INSTRUCTIONS FOR THE TASK — The reply should consist of the entire listing, word for word.

PROVIDED DATA —

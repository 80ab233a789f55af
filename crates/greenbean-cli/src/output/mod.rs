mod classify_text;
mod error_text;
mod format;
mod json;
mod mode;
mod rewards_text;

use std::io;

use greenbean_client::{ClientError, SuccessEnvelope};

use crate::stdout_io::write_stdout_line;

pub use mode::{OutputMode, mode_for_command};

pub fn print_success(success: &SuccessEnvelope, mode: OutputMode) -> io::Result<()> {
    let body = match mode {
        OutputMode::Text => render_text_success(success)?,
        OutputMode::Json => json::render_success_json(success)?,
    };
    write_stdout_line(&body)
}

pub fn print_failure(error: &ClientError, mode: OutputMode) -> io::Result<()> {
    let body = match mode {
        OutputMode::Json => json::render_error_json(error)?,
        OutputMode::Text => error_text::render_error(error),
    };
    write_stdout_line(&body)
}

fn render_text_success(success: &SuccessEnvelope) -> io::Result<String> {
    match success.command.as_str() {
        "scan" => classify_text::render_scan(&success.data),
        "classify" => classify_text::render_classify(&success.data),
        "allow-list show" => classify_text::render_allow_list(&success.data),
        "rewards show" => rewards_text::render_rewards_show(&success.data),
        "rewards earn" => rewards_text::render_rewards_earn(&success.data),
        "rewards reset" | "activity reminder" | "activity medicine" => {
            rewards_text::render_message_with_rewards(&success.data)
        }
        _ => Err(io::Error::other(format!(
            "unsupported text output command `{}`",
            success.command
        ))),
    }
}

YOUR SOLUTION —
repository 80ab233a789f55af
filename crates/greenbean-cli/src/output/mod.rs
mod classify_text;
mod error_text;
mod format;
mod json;
mod mode;
mod rewards_text;

use std::io;

use greenbean_client::{ClientError, SuccessEnvelope};

use crate::stdout_io::write_stdout_line;

pub use mode::{OutputMode, mode_for_command};

pub fn print_success(success: &SuccessEnvelope, mode: OutputMode) -> io::Result<()> {
    let body = match mode {
        OutputMode::Text => render_text_success(success)?,
        OutputMode::Json => json::render_success_json(success)?,
    };
    write_stdout_line(&body)
}

pub fn print_failure(error: &ClientError, mode: OutputMode) -> io::Result<()> {
    let body = match mode {
        OutputMode::Json => json::render_error_json(error)?,
        OutputMode::Text => error_text::render_error(error),
    };
    write_stdout_line(&body)
}

fn render_text_success(success: &SuccessEnvelope) -> io::Result<String> {
    match success.command.as_str() {
        "scan" => classify_text::render_scan(&success.data),
        "classify" => classify_text::render_classify(&success.data),
        "allow-list show" => classify_text::render_allow_list(&success.data),
        "rewards show" => rewards_text::render_rewards_show(&success.data),
        "rewards earn" => rewards_text::render_rewards_earn(&success.data),
        "rewards reset" | "activity reminder" | "activity medicine" => {
            rewards_text::render_message_with_rewards(&success.data)
        }
        _ => Err(io::Error::other(format!(
            "unsupported text output command `{}`",
            success.command
        ))),
    }
}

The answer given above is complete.